Material for this exercise |
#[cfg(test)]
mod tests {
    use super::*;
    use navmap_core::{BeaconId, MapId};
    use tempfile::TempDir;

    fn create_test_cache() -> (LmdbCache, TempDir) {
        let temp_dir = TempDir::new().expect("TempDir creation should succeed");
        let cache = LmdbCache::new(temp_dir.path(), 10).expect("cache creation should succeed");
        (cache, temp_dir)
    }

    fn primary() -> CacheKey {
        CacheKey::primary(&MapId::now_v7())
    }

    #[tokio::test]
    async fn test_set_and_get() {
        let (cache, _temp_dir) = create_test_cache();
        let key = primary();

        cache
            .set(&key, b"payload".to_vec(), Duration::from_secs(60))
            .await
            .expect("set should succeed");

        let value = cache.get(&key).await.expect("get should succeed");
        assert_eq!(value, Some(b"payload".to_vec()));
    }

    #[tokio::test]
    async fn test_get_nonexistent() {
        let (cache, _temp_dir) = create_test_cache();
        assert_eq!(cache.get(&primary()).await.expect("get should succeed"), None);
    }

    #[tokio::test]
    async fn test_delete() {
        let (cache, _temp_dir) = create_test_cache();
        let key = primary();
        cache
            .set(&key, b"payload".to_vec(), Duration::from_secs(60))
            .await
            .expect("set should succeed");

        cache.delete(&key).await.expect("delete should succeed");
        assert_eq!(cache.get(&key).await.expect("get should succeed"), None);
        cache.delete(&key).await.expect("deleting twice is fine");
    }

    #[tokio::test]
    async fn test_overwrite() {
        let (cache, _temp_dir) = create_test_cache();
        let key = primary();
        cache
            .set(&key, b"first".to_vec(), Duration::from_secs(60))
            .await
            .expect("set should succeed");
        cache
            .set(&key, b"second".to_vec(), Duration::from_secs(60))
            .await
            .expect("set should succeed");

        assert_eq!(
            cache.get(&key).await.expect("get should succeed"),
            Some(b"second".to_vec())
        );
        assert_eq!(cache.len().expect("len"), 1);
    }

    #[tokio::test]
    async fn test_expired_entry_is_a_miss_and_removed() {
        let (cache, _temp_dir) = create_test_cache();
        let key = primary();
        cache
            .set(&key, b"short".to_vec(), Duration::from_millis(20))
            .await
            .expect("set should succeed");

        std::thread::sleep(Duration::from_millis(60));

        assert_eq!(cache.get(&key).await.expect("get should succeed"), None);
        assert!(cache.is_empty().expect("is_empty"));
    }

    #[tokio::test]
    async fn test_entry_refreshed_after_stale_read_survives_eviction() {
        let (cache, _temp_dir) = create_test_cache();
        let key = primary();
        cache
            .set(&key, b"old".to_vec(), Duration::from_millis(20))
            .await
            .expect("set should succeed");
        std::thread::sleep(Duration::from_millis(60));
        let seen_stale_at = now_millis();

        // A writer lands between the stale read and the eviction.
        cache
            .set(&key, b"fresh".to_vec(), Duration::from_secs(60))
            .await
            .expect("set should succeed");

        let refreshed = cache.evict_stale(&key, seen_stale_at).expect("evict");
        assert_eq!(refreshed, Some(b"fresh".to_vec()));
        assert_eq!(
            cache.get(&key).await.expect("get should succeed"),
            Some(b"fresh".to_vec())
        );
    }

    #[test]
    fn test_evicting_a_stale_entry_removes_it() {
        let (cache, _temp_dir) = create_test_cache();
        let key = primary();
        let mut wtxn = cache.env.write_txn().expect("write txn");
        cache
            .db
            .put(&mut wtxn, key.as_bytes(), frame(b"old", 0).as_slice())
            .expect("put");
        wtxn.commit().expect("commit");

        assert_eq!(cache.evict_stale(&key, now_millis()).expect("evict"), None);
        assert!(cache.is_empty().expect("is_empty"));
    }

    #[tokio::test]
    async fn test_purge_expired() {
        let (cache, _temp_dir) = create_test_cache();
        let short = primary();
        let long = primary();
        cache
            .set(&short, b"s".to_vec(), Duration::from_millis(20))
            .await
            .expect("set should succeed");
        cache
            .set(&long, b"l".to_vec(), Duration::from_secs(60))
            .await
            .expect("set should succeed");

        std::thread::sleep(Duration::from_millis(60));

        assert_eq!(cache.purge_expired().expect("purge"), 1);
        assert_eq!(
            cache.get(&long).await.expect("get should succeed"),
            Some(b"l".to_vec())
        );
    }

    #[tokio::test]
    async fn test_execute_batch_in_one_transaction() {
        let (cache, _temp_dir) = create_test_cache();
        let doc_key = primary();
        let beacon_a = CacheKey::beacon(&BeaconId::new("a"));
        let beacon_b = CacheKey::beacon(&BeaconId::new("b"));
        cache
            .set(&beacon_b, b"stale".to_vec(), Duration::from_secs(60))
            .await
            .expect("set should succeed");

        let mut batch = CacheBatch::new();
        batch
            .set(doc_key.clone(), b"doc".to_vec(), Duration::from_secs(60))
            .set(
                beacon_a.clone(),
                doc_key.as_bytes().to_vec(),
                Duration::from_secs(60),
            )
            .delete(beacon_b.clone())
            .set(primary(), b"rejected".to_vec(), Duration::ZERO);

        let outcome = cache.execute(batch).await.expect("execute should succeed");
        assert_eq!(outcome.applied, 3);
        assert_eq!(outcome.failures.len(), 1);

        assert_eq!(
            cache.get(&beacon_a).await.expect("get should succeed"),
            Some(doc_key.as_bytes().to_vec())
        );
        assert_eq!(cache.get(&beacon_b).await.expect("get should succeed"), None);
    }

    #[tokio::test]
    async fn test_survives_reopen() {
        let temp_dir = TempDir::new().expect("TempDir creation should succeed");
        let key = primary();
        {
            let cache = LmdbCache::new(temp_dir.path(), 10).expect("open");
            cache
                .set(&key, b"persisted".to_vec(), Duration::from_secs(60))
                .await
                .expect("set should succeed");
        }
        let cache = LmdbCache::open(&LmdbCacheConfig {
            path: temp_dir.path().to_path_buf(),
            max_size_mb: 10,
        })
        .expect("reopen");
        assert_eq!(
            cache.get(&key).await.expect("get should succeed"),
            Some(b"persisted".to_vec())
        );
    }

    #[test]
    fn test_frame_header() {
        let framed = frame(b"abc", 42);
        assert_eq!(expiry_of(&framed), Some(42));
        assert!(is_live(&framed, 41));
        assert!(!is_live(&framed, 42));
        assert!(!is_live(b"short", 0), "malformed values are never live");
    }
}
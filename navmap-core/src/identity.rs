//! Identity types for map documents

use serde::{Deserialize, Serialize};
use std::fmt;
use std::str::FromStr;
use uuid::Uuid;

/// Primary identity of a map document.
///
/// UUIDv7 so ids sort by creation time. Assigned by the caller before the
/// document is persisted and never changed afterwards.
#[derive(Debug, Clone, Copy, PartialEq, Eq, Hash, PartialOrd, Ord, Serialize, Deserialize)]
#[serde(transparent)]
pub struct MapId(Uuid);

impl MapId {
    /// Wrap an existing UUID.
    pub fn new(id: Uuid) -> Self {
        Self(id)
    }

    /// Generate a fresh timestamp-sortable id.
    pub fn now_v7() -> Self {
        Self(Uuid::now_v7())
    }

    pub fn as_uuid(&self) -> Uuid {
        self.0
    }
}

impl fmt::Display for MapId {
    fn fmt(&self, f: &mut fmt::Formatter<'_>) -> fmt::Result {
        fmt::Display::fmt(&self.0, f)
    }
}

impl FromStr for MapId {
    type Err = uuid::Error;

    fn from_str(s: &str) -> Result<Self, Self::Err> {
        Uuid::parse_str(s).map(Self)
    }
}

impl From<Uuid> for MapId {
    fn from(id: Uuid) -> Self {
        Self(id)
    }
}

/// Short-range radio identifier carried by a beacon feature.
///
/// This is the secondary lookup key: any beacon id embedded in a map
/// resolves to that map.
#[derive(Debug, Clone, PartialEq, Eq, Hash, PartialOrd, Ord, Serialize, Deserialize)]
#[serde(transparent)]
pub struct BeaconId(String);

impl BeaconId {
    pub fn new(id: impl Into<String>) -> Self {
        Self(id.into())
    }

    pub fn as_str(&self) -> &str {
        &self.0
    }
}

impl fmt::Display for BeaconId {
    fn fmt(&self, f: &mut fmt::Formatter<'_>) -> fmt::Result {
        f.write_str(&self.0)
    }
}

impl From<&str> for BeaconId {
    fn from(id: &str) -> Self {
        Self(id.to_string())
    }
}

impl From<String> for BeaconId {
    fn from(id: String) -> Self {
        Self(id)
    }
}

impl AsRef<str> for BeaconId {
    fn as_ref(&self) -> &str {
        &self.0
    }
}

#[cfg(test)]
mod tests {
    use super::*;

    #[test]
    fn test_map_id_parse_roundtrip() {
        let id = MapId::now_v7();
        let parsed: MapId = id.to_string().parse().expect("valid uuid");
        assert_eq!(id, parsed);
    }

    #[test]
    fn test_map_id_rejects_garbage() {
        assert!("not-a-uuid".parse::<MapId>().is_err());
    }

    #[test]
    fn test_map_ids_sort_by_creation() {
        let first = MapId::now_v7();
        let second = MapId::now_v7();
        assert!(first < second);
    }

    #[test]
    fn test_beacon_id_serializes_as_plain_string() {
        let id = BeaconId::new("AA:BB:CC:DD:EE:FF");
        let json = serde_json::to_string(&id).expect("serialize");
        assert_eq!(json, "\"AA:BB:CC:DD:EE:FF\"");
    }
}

---

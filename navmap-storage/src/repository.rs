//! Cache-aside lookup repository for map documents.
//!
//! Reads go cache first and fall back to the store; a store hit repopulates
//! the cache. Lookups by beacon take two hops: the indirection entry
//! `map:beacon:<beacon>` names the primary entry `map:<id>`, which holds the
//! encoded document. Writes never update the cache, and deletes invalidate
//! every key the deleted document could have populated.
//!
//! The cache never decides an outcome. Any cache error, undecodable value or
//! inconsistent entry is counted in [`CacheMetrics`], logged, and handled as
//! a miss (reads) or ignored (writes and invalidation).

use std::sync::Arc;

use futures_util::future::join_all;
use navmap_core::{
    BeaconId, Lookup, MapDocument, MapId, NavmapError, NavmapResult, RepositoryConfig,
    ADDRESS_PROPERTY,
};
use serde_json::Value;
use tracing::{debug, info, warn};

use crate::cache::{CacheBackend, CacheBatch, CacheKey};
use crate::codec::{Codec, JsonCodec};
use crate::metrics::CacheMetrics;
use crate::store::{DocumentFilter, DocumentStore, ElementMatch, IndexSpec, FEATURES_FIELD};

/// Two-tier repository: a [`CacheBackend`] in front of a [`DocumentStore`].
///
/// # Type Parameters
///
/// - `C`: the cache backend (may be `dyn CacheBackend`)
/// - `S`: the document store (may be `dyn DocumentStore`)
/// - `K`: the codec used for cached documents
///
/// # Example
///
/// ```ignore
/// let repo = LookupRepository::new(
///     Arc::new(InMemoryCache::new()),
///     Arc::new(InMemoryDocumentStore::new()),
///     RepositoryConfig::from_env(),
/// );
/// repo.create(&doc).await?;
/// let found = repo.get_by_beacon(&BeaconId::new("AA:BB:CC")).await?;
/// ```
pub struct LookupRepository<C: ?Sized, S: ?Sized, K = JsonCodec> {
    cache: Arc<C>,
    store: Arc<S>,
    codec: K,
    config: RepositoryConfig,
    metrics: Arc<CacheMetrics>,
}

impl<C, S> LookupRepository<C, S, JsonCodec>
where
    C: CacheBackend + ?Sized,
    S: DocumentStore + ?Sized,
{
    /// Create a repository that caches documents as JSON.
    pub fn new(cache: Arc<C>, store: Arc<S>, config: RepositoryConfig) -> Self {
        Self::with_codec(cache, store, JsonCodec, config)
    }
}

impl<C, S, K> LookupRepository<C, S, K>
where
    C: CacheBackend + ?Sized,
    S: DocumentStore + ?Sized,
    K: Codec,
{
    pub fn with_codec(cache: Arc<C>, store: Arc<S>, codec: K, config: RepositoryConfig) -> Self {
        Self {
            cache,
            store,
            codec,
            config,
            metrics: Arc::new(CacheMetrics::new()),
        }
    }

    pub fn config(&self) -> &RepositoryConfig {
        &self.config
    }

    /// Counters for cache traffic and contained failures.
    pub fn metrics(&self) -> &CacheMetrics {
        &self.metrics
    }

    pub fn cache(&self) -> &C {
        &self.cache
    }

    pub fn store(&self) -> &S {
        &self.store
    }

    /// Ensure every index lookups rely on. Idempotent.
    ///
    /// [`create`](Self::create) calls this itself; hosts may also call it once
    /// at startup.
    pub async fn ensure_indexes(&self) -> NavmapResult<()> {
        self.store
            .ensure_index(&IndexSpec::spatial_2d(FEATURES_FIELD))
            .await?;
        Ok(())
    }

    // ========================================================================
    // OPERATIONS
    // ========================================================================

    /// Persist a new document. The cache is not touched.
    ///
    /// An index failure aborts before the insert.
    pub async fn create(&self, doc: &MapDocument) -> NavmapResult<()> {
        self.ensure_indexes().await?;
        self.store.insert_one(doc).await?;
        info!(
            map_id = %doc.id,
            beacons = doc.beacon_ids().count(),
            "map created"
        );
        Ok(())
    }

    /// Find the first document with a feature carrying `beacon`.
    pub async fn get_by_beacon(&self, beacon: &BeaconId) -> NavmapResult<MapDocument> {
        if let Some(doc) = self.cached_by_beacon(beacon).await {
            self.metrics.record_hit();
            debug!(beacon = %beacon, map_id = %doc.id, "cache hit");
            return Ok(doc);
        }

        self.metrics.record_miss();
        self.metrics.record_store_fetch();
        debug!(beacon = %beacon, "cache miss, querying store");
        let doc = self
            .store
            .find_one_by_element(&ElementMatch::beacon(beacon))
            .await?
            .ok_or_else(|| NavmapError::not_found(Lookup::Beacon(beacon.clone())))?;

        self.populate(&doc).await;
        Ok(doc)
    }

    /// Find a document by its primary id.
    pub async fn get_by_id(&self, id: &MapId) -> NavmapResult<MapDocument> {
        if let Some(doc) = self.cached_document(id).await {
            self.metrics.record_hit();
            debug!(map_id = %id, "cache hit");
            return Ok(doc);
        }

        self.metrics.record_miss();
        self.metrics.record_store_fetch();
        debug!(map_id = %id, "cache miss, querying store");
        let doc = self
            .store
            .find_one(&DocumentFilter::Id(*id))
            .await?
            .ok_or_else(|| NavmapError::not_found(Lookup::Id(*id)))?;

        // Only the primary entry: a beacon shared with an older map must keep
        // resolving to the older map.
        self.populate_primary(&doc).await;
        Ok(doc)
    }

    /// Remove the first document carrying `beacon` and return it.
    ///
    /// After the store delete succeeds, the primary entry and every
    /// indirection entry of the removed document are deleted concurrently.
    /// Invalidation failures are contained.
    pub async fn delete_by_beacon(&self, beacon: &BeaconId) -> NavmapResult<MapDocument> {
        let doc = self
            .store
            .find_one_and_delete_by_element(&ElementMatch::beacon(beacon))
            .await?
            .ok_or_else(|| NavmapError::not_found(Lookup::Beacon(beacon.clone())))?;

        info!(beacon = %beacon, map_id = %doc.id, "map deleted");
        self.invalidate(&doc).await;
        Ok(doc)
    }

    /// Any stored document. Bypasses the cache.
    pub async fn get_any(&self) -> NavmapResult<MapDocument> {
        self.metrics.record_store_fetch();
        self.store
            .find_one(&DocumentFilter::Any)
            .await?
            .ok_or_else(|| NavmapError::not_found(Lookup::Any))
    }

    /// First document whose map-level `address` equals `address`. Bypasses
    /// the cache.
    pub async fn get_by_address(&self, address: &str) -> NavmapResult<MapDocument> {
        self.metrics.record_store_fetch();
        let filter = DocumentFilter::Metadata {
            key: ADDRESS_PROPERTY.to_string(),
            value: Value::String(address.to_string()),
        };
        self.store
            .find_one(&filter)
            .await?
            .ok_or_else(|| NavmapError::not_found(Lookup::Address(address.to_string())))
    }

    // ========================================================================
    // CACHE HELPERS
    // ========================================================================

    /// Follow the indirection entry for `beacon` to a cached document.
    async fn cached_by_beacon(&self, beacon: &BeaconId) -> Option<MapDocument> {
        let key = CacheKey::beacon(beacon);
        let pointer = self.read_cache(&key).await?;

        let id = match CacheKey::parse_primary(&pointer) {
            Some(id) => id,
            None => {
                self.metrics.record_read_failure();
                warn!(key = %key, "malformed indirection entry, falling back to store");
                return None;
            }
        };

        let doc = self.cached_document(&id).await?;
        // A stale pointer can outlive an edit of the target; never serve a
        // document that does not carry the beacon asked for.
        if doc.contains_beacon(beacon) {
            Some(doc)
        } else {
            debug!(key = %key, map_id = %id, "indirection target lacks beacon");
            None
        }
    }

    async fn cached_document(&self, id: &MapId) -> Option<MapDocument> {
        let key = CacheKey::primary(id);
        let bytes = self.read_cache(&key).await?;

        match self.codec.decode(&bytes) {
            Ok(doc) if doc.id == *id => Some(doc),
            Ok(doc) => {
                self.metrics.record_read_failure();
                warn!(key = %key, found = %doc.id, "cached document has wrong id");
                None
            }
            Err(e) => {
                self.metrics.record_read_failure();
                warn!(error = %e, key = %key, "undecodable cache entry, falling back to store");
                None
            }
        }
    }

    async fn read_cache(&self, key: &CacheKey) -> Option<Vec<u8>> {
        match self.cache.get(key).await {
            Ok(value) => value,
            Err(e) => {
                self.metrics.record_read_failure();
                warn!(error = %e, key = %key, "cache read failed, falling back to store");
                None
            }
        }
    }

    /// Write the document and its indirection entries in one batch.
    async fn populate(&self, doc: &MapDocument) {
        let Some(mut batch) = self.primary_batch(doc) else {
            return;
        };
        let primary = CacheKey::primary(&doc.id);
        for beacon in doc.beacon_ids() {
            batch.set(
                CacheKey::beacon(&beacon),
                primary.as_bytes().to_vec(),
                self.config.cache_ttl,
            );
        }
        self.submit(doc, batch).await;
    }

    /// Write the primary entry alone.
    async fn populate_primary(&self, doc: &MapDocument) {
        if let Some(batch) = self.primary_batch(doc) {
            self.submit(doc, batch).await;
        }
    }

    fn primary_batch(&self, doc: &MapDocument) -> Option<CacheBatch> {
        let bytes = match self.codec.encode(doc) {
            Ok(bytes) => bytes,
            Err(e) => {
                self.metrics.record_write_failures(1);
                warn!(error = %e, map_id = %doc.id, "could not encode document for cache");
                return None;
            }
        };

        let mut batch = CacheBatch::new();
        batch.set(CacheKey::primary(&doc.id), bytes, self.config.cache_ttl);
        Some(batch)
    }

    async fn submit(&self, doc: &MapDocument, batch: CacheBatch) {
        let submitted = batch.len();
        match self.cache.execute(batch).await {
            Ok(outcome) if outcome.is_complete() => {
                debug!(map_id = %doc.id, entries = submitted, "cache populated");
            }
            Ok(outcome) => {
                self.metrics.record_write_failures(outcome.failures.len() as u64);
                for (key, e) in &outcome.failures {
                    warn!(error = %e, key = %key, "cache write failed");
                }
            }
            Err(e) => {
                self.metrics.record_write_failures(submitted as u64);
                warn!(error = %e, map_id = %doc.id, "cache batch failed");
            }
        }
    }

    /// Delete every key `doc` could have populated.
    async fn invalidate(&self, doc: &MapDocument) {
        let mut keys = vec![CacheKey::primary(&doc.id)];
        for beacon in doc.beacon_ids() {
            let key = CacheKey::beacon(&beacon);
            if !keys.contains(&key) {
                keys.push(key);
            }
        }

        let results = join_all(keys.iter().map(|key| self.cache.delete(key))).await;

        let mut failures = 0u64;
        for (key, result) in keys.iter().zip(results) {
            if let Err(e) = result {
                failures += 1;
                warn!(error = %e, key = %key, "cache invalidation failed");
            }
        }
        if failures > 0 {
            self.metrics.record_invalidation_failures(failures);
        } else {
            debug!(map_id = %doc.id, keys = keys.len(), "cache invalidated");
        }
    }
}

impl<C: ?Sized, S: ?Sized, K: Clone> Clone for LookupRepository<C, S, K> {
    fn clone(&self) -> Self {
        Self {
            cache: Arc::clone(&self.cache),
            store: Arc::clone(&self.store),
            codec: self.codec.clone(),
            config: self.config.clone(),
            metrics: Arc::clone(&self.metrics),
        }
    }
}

Exercise prompt | Reply with nothing but the number of lines in the data above that contain "results".

Exercise response | 2